From language design point of view , What type of practice is supporting operator overloading?
What are the pros & cons (if any) ?
From language design point of view , What type of practice is supporting operator overloading?
What are the pros & cons (if any) ?
Pros: you can end up with code which is simpler to read. Few people would argue that:
BigDecimal a = x.add(y).divide(z).plus(m.times(n));
is as easy to read as
BigDecimal a = ((x + y) / z) + (m * n); // Brackets added for clarity
Cons: it's harder to tell what's being called. I seem to remember that in C++, a statement of the form
a = b[i];
can end up performing 7 custom operations, although I can't remember what they all are. I may be slightly "off" on the example, but the principle is right - operator overloading and custom conversions can "hide" code.
The initial driver is usually maths. Programmers want to add vectors and quaternions by writing a + b
and multiply matrices by vectors with M * v
.
It has much broader scope than that. For instance, smart pointers look syntactically like normal pointers, streams can look a bit like Unix pipes and various custom data structures can be used as if they were arrays (with strings as indexes, even!).

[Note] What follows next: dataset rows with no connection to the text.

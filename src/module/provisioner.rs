//! 依赖安装
//!
//! 按声明顺序逐个安装模块依赖，遇到第一个失败即停止。已安装的依赖不回滚。
//! 安装器通过 [`PackageInstaller`] 注入，测试中可替换为假实现。

use std::process::Stdio;
use std::sync::Arc;
use std::time::Duration;

use async_trait::async_trait;
use tokio::process::Command;
use tokio::sync::Mutex;
use tokio_util::sync::CancellationToken;
use tracing::{debug, info, warn};

use crate::core::config::ProvisioningConfig;
use crate::module::metadata::DependencySpec;
use crate::utils::{CoreError, Result};

/// 外部包安装能力
#[async_trait]
pub trait PackageInstaller: Send + Sync {
    /// 安装单个依赖
    ///
    /// 失败时返回安装器的诊断输出。
    async fn install(&self, spec: &str) -> std::result::Result<(), String>;
}

/// 通过外部命令安装，依赖声明作为最后一个参数
///
/// 默认命令为 `pip install <spec>`。
pub struct CommandInstaller {
    program: String,
    args: Vec<String>,
}

impl CommandInstaller {
    pub fn new(program: impl Into<String>, args: Vec<String>) -> Self {
        Self {
            program: program.into(),
            args,
        }
    }

    /// 从命令行数组创建（第一个元素为程序）
    pub fn from_argv(argv: &[String]) -> Result<Self> {
        let (program, args) = argv.split_first().ok_or_else(|| CoreError::InvalidConfigValue {
            key: "provisioning.installer".to_string(),
            reason: "安装器命令不能为空".to_string(),
        })?;
        Ok(Self::new(program.clone(), args.to_vec()))
    }
}

impl Default for CommandInstaller {
    fn default() -> Self {
        Self::new("pip", vec!["install".to_string()])
    }
}

#[async_trait]
impl PackageInstaller for CommandInstaller {
    async fn install(&self, spec: &str) -> std::result::Result<(), String> {
        let output = Command::new(&self.program)
            .args(&self.args)
            .arg(spec)
            .stdin(Stdio::null())
            .stdout(Stdio::piped())
            .stderr(Stdio::piped())
            // 超时或取消时丢弃 future 即终止安装进程
            .kill_on_drop(true)
            .output()
            .await
            .map_err(|e| format!("无法启动安装器 '{}': {}", self.program, e))?;

        if output.status.success() {
            Ok(())
        } else {
            let stderr = String::from_utf8_lossy(&output.stderr);
            let stdout = String::from_utf8_lossy(&output.stdout);
            let diagnostic = if stderr.trim().is_empty() {
                stdout.trim().to_string()
            } else {
                stderr.trim().to_string()
            };
            Err(format!("{} ({})", diagnostic, output.status))
        }
    }
}

/// 依赖安装器
pub struct DependencyProvisioner {
    installer: Arc<dyn PackageInstaller>,
    timeout: Duration,
    // 为 Some 时整个宿主范围内串行安装
    serial: Option<Mutex<()>>,
}

impl DependencyProvisioner {
    pub fn new(installer: Arc<dyn PackageInstaller>, timeout: Duration) -> Self {
        Self {
            installer,
            timeout,
            serial: None,
        }
    }

    /// 根据配置创建，使用外部命令安装器
    pub fn from_config(config: &ProvisioningConfig) -> Result<Self> {
        let installer = CommandInstaller::from_argv(&config.installer)?;
        let provisioner = Self::new(Arc::new(installer), Duration::from_secs(config.timeout_secs));
        Ok(if config.serialize {
            provisioner.serialized()
        } else {
            provisioner
        })
    }

    /// 多个模块的安装互斥执行
    pub fn serialized(mut self) -> Self {
        self.serial = Some(Mutex::new(()));
        self
    }

    /// 单个依赖的超时
    pub fn timeout(&self) -> Duration {
        self.timeout
    }

    /// 按顺序安装依赖列表
    ///
    /// # Errors
    ///
    /// - `ProvisionError`：某个依赖安装失败或超时，携带失败的依赖与诊断信息
    /// - `Cancelled`：安装过程中被取消
    pub async fn install(
        &self,
        deps: &[DependencySpec],
        cancel: &CancellationToken,
    ) -> Result<()> {
        if deps.is_empty() {
            return Ok(());
        }

        let _serial = match self.serial {
            Some(ref lock) => Some(tokio::select! {
                guard = lock.lock() => guard,
                _ = cancel.cancelled() => return Err(CoreError::Cancelled),
            }),
            None => None,
        };

        for spec in deps {
            debug!(dependency = %spec, "开始安装依赖");

            let outcome = tokio::select! {
                result = tokio::time::timeout(self.timeout, self.installer.install(spec)) => result,
                _ = cancel.cancelled() => {
                    warn!(dependency = %spec, "依赖安装被取消");
                    return Err(CoreError::Cancelled);
                }
            };

            match outcome {
                Ok(Ok(())) => info!(dependency = %spec, "依赖安装完成"),
                Ok(Err(diagnostic)) => {
                    warn!(dependency = %spec, diagnostic = %diagnostic, "依赖安装失败");
                    return Err(CoreError::ProvisionError {
                        spec: spec.clone(),
                        diagnostic,
                    });
                }
                Err(_) => {
                    warn!(dependency = %spec, timeout = ?self.timeout, "依赖安装超时");
                    return Err(CoreError::ProvisionError {
                        spec: spec.clone(),
                        diagnostic: format!("安装超时（{} 秒）", self.timeout.as_secs()),
                    });
                }
            }
        }

        Ok(())
    }
}

#[cfg(test)]
mod tests {
    use super::*;
    use std::sync::Mutex as StdMutex;

    /// 记录调用顺序的假安装器
    #[derive(Default)]
    struct FakeInstaller {
        calls: StdMutex<Vec<String>>,
        fail_on: Option<String>,
        hang_on: Option<String>,
    }

    #[async_trait]
    impl PackageInstaller for FakeInstaller {
        async fn install(&self, spec: &str) -> std::result::Result<(), String> {
            self.calls.lock().unwrap().push(spec.to_string());
            if self.hang_on.as_deref() == Some(spec) {
                futures::future::pending::<()>().await;
            }
            if self.fail_on.as_deref() == Some(spec) {
                return Err(format!("no matching distribution for {}", spec));
            }
            Ok(())
        }
    }

    fn specs(items: &[&str]) -> Vec<DependencySpec> {
        items.iter().map(|s| s.to_string()).collect()
    }

    #[tokio::test]
    async fn test_installs_in_order() {
        let installer = Arc::new(FakeInstaller::default());
        let provisioner = DependencyProvisioner::new(installer.clone(), Duration::from_secs(5));

        provisioner
            .install(&specs(&["a", "b", "c"]), &CancellationToken::new())
            .await
            .unwrap();
        assert_eq!(*installer.calls.lock().unwrap(), vec!["a", "b", "c"]);
    }

    #[tokio::test]
    async fn test_stops_at_first_failure() {
        let installer = Arc::new(FakeInstaller {
            fail_on: Some("b".to_string()),
            ..Default::default()
        });
        let provisioner = DependencyProvisioner::new(installer.clone(), Duration::from_secs(5));

        let err = provisioner
            .install(&specs(&["a", "b", "c"]), &CancellationToken::new())
            .await
            .unwrap_err();
        match err {
            CoreError::ProvisionError { spec, diagnostic } => {
                assert_eq!(spec, "b");
                assert!(diagnostic.contains("no matching distribution"));
            }
            other => panic!("unexpected error: {other:?}"),
        }
        assert_eq!(*installer.calls.lock().unwrap(), vec!["a", "b"]);
    }

    #[tokio::test(start_paused = true)]
    async fn test_timeout_is_provision_error() {
        let installer = Arc::new(FakeInstaller {
            hang_on: Some("slow".to_string()),
            ..Default::default()
        });
        let provisioner = DependencyProvisioner::new(installer, Duration::from_secs(300));

        let err = provisioner
            .install(&specs(&["slow"]), &CancellationToken::new())
            .await
            .unwrap_err();
        assert!(matches!(err, CoreError::ProvisionError { ref spec, .. } if spec == "slow"));
    }

    #[tokio::test]
    async fn test_cancellation() {
        let installer = Arc::new(FakeInstaller {
            hang_on: Some("slow".to_string()),
            ..Default::default()
        });
        let provisioner = DependencyProvisioner::new(installer, Duration::from_secs(300));
        let cancel = CancellationToken::new();

        let trigger = cancel.clone();
        tokio::spawn(async move {
            tokio::time::sleep(Duration::from_millis(20)).await;
            trigger.cancel();
        });

        let err = provisioner
            .install(&specs(&["slow"]), &cancel)
            .await
            .unwrap_err();
        assert!(matches!(err, CoreError::Cancelled));
    }

    #[tokio::test]
    async fn test_empty_list_is_noop() {
        let provisioner = DependencyProvisioner::new(
            Arc::new(FakeInstaller::default()),
            Duration::from_secs(1),
        )
        .serialized();
        provisioner
            .install(&[], &CancellationToken::new())
            .await
            .unwrap();
    }

    #[cfg(unix)]
    #[tokio::test]
    async fn test_command_installer_reports_failure() {
        let installer = CommandInstaller::new(
            "sh",
            vec![
                "-c".to_string(),
                "echo broken >&2; exit 3".to_string(),
                "sh".to_string(),
            ],
        );
        let diagnostic = installer.install("pkg").await.unwrap_err();
        assert!(diagnostic.contains("broken"));
    }

    #[test]
    fn test_from_argv_rejects_empty() {
        assert!(CommandInstaller::from_argv(&[]).is_err());
    }
}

The general principle behind overloading is to allow library implementors to enhance the language in a seamless way. This is both a strength and a curse. It provides a very powerful way to make the language seem richer than it is out of the box, but it is also highly vulnerable to abuse (more so than many other C++ features).

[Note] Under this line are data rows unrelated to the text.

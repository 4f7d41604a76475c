//! 子进程执行上下文
//!
//! 模块运行在独立子进程中，宿主与它通过标准输入输出逐行交换 JSON：
//!
//! ```text
//! 宿主 -> 模块  {"type":"register","module":"weather","settings":{..},"strings":{..}}
//! 模块 -> 宿主  {"type":"descriptor","name":"weather","commands":{..},..}
//! 宿主 -> 模块  {"type":"invoke","command":"weather","actor":"42","args":["Paris"]}
//! 模块 -> 宿主  {"type":"reply","text":".."} 或 {"type":"error","message":".."}
//! 宿主 -> 模块  {"type":"shutdown"}
//! ```
//!
//! 子进程退出或输出无法解析都只会影响这个模块。命令应答超时后通道即关闭，
//! 进程被终止，迟到的应答不会被后续命令读到。

use std::collections::{HashMap, VecDeque};
use std::path::{Path, PathBuf};
use std::process::Stdio;
use std::sync::{Arc, Mutex as StdMutex, PoisonError};
use std::time::Duration;

use async_trait::async_trait;
use serde::{Deserialize, Serialize};
use serde_json::Value;
use tokio::io::{AsyncBufReadExt, AsyncWriteExt, BufReader, Lines};
use tokio::process::{Child, ChildStdin, ChildStdout, Command};
use tokio::sync::Mutex;
use tracing::{debug, info, warn};

use super::{ExecutionContext, ModuleRuntime};
use crate::core::config::RuntimeConfig;
use crate::host::dispatch::{CommandHandler, CommandReply, CommandRequest};
use crate::host::services::ModuleHost;
use crate::module::artifact::{ArtifactManifest, RuntimeKind};
use crate::module::metadata::ModuleDescriptor;
use crate::utils::{CoreError, Result};

/// 保留的 stderr 行数
const STDERR_TAIL_LINES: usize = 20;

/// 宿主发给模块的消息
#[derive(Debug, Serialize)]
#[serde(tag = "type", rename_all = "lowercase")]
enum HostMessage<'a> {
    Register {
        module: &'a str,
        settings: &'a Value,
        strings: &'a HashMap<String, String>,
    },
    Invoke {
        command: &'a str,
        actor: &'a str,
        args: &'a [String],
    },
    Shutdown,
}

/// 模块发给宿主的消息
#[derive(Debug, Deserialize)]
#[serde(tag = "type", rename_all = "lowercase")]
enum ModuleMessage {
    Descriptor(ModuleDescriptor),
    Reply { text: String },
    Error { message: String },
}

/// 通道故障
enum ChannelError {
    /// 进程已退出或管道断开
    Closed(String),
    /// 输出不是合法消息
    Malformed(String),
}

struct Channel {
    stdin: ChildStdin,
    stdout: Lines<BufReader<ChildStdout>>,
}

impl Channel {
    async fn request(
        &mut self,
        message: &HostMessage<'_>,
    ) -> std::result::Result<ModuleMessage, ChannelError> {
        self.send(message).await?;
        let line = self
            .stdout
            .next_line()
            .await
            .map_err(|e| ChannelError::Closed(e.to_string()))?
            .ok_or_else(|| ChannelError::Closed("模块进程已退出".to_string()))?;
        serde_json::from_str(&line).map_err(|e| ChannelError::Malformed(format!("{}: {}", e, line)))
    }

    async fn send(&mut self, message: &HostMessage<'_>) -> std::result::Result<(), ChannelError> {
        let mut line = serde_json::to_string(message)
            .map_err(|e| ChannelError::Malformed(e.to_string()))?;
        line.push('\n');
        self.stdin
            .write_all(line.as_bytes())
            .await
            .map_err(|e| ChannelError::Closed(e.to_string()))?;
        self.stdin
            .flush()
            .await
            .map_err(|e| ChannelError::Closed(e.to_string()))
    }
}

/// 子进程 stderr 的最后若干行
#[derive(Clone, Default)]
struct StderrTail(Arc<StdMutex<VecDeque<String>>>);

impl StderrTail {
    fn push(&self, line: String) {
        let mut lines = self.0.lock().unwrap_or_else(PoisonError::into_inner);
        if lines.len() == STDERR_TAIL_LINES {
            lines.pop_front();
        }
        lines.push_back(line);
    }

    fn snapshot(&self) -> Option<String> {
        let lines = self.0.lock().unwrap_or_else(PoisonError::into_inner);
        if lines.is_empty() {
            None
        } else {
            Some(lines.iter().cloned().collect::<Vec<_>>().join("\n"))
        }
    }
}

/// 子进程执行上下文工厂
pub struct ProcessRuntime {
    request_timeout: Duration,
    shutdown_grace: Duration,
}

impl ProcessRuntime {
    pub fn new(request_timeout: Duration, shutdown_grace: Duration) -> Self {
        Self {
            request_timeout,
            shutdown_grace,
        }
    }

    pub fn from_config(config: &RuntimeConfig) -> Self {
        Self::new(
            Duration::from_millis(config.register_timeout_ms),
            Duration::from_millis(config.shutdown_grace_ms),
        )
    }
}

impl Default for ProcessRuntime {
    fn default() -> Self {
        Self::from_config(&RuntimeConfig::default())
    }
}

/// 解析程序路径：带路径分隔符的入口相对清单目录
fn resolve_program(entry: &str, base_dir: &Path) -> PathBuf {
    let path = Path::new(entry);
    if path.is_absolute() || !entry.contains(['/', '\\']) {
        path.to_path_buf()
    } else {
        base_dir.join(path)
    }
}

#[async_trait]
impl ModuleRuntime for ProcessRuntime {
    fn kind(&self) -> RuntimeKind {
        RuntimeKind::Process
    }

    async fn instantiate(
        &self,
        module: &str,
        manifest: &ArtifactManifest,
        base_dir: &Path,
    ) -> Result<Box<dyn ExecutionContext>> {
        let program = resolve_program(&manifest.entry, base_dir);
        let mut command = Command::new(&program);
        command
            .args(&manifest.args)
            .envs(&manifest.env)
            .env("MODHOST_MODULE", module)
            .stdin(Stdio::piped())
            .stdout(Stdio::piped())
            .stderr(Stdio::piped())
            .kill_on_drop(true);
        if base_dir.is_dir() {
            command.current_dir(base_dir);
        }

        let mut child = command.spawn().map_err(|e| {
            CoreError::invalid_schema(
                module,
                format!("无法启动模块进程 '{}': {}", program.display(), e),
            )
        })?;

        let (Some(stdin), Some(stdout)) = (child.stdin.take(), child.stdout.take()) else {
            return Err(CoreError::Internal("子进程标准输入输出不可用".to_string()));
        };

        let stderr_tail = StderrTail::default();
        if let Some(stderr) = child.stderr.take() {
            let tail = stderr_tail.clone();
            let name = module.to_string();
            tokio::spawn(async move {
                let mut lines = BufReader::new(stderr).lines();
                while let Ok(Some(line)) = lines.next_line().await {
                    debug!(module = %name, "{}", line);
                    tail.push(line);
                }
            });
        }

        info!(module = %module, pid = ?child.id(), program = %program.display(), "模块进程已启动");
        Ok(Box::new(ProcessContext {
            module: module.to_string(),
            channel: Arc::new(Mutex::new(Some(Channel {
                stdin,
                stdout: BufReader::new(stdout).lines(),
            }))),
            child: Arc::new(Mutex::new(Some(child))),
            stderr_tail,
            request_timeout: self.request_timeout,
            shutdown_grace: self.shutdown_grace,
        }))
    }
}

type SharedChannel = Arc<Mutex<Option<Channel>>>;
type SharedChild = Arc<Mutex<Option<Child>>>;

struct ProcessContext {
    module: String,
    channel: SharedChannel,
    child: SharedChild,
    stderr_tail: StderrTail,
    request_timeout: Duration,
    shutdown_grace: Duration,
}

impl ProcessContext {
    fn closed_fault(&self, reason: String) -> CoreError {
        CoreError::execution_fault(
            &self.module,
            format!("模块进程意外终止: {}", reason),
            self.stderr_tail.snapshot(),
        )
    }
}

#[async_trait]
impl ExecutionContext for ProcessContext {
    async fn register(&self, host: ModuleHost) -> Result<ModuleDescriptor> {
        let reply = {
            let mut guard = self.channel.lock().await;
            let channel = guard
                .as_mut()
                .ok_or_else(|| self.closed_fault("执行上下文已关闭".to_string()))?;
            let message = HostMessage::Register {
                module: &self.module,
                settings: host.config().settings(),
                strings: host.localization().strings(),
            };
            channel.request(&message).await
        };

        let descriptor = match reply {
            Ok(ModuleMessage::Descriptor(descriptor)) => descriptor,
            Ok(ModuleMessage::Error { message }) => {
                return Err(CoreError::execution_fault(
                    &self.module,
                    format!("注册入口返回错误: {}", message),
                    self.stderr_tail.snapshot(),
                ))
            }
            Ok(ModuleMessage::Reply { .. }) => {
                return Err(CoreError::invalid_schema(&self.module, "注册应答不是描述符"))
            }
            Err(ChannelError::Malformed(reason)) => {
                return Err(CoreError::invalid_schema(
                    &self.module,
                    format!("注册应答无法解析: {}", reason),
                ))
            }
            Err(ChannelError::Closed(reason)) => return Err(self.closed_fault(reason)),
        };

        for command in descriptor.commands.keys() {
            host.commands().register(
                command.clone(),
                Arc::new(ProxyHandler {
                    module: self.module.clone(),
                    channel: self.channel.clone(),
                    child: self.child.clone(),
                    timeout: self.request_timeout,
                }),
            );
        }

        Ok(descriptor)
    }

    async fn shutdown(&self) {
        if let Some(mut channel) = self.channel.lock().await.take() {
            // 进程可能已经退出，发送失败无需处理
            let _ = channel.send(&HostMessage::Shutdown).await;
        }

        let Some(mut child) = self.child.lock().await.take() else {
            return;
        };
        match tokio::time::timeout(self.shutdown_grace, child.wait()).await {
            Ok(Ok(status)) => debug!(module = %self.module, %status, "模块进程已退出"),
            Ok(Err(e)) => warn!(module = %self.module, error = %e, "等待模块进程退出失败"),
            Err(_) => {
                warn!(module = %self.module, "模块进程未在宽限期内退出，强制终止");
                if let Err(e) = child.kill().await {
                    warn!(module = %self.module, error = %e, "终止模块进程失败");
                }
            }
        }
    }

    fn runtime(&self) -> RuntimeKind {
        RuntimeKind::Process
    }
}

/// 把命令转发到子进程
struct ProxyHandler {
    module: String,
    channel: SharedChannel,
    child: SharedChild,
    timeout: Duration,
}

impl ProxyHandler {
    /// 应答已不可信：终止进程，宿主侧的回收留给卸载
    async fn abandon(&self) {
        if let Some(child) = self.child.lock().await.as_mut() {
            if let Err(e) = child.start_kill() {
                warn!(module = %self.module, error = %e, "终止模块进程失败");
            }
        }
    }
}

#[async_trait]
impl CommandHandler for ProxyHandler {
    async fn handle(&self, request: CommandRequest) -> anyhow::Result<CommandReply> {
        let mut guard = self.channel.lock().await;
        let channel = guard
            .as_mut()
            .ok_or_else(|| anyhow::anyhow!("模块 '{}' 的进程通道已关闭", self.module))?;

        let message = HostMessage::Invoke {
            command: &request.command,
            actor: &request.actor,
            args: &request.args,
        };
        let reply = match tokio::time::timeout(self.timeout, channel.request(&message)).await {
            Ok(reply) => reply,
            Err(_) => {
                // 迟到的应答会错位到下一条命令，通道不能再用
                guard.take();
                drop(guard);
                warn!(
                    module = %self.module,
                    command = %request.command,
                    "模块响应超时，关闭进程通道"
                );
                self.abandon().await;
                return Err(anyhow::anyhow!("模块 '{}' 响应超时", self.module));
            }
        };

        match reply {
            Ok(ModuleMessage::Reply { text }) => Ok(CommandReply { text }),
            Ok(ModuleMessage::Error { message }) => Err(anyhow::anyhow!(message)),
            Ok(ModuleMessage::Descriptor(_)) => Err(anyhow::anyhow!("命令应答类型错误")),
            Err(ChannelError::Malformed(reason)) => {
                Err(anyhow::anyhow!("命令应答无法解析: {}", reason))
            }
            Err(ChannelError::Closed(reason)) => {
                // 通道已断开，后续调用直接失败
                guard.take();
                Err(anyhow::anyhow!("模块进程意外终止: {}", reason))
            }
        }
    }
}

You can do some interesting tricks with syntax (i.e. streams in C++) and you can make some code very concise. However, you can have the effect of making code very difficult to debug and understand. You sort of have to constantly be on your guard about the effects of various operators of different kinds of objects.
EDIT: it has been mentioned that std::complex
is a much better example than std::string
for "good use" of operator overloading, so I am including an example of that as well:
std::complex<double> c;
c = 10.0;
c += 2.0;
c = std::complex<double>(10.0, 1.0);
c = c + 10.0;
Aside from the constructor syntax, it looks and acts just like any other built in type.
The primary pro is that you can create new types which act like the built in types. A good example of this is std::string
(see above for a better example) in c++. Which is implemented in the library and is not a basic type. Yet you can write things like:
std::string s = "hello"
s += " world";
if(s == "hello world") {
//....
}
The downside is that it is easy to abuse. Poor choices in operator overloading can lead to accidentally inefficient or unclear code. Imagine if std::list
had an operator[]
. You may be tempted to write:
for(int i = 0; i < l.size(); ++i) {
l[i] += 10;
}
that's an O(n^2) algorithm! Ouch. Fortunately, std::list
does not have operator[]
since it is assumed to be an efficient operation.
You might deem operator overloading as a kind of method/function overloading. It is part of polymorphism in object oriented language.
With overloading, each class of objects work like primitive types, which make classes more natural to use, just as easy as 1 + 2.
Say a complex number class, Complex. Complex(1,2i) + Complex(2,3i) yields Complex(3,5i). 5 + Complex(3, 2i) yields Complex(8, 2i). Complex(2, 4i) + -1.8 yields Complex(0.2, 4i).
It is much easier to use class this way. If there is no operator overloading, you have to use a bunch of class methods to denote 'add' and make the notation clumsy.
The operator overloading ought to be defined carefully; otherwise, comes confusion. For example, '+' operator is natural to adding numbers, time, date, or concatenation of array or text. Adding '+' operator to a class of Mouse or Car might not make any sense. Sometimes some overloading might not be seem natural to some people. For example, Array(1,2,3) + Array(3,4,5). Some might expect Array(4,6,8) but some expect Array(1,2,3,3,4,5).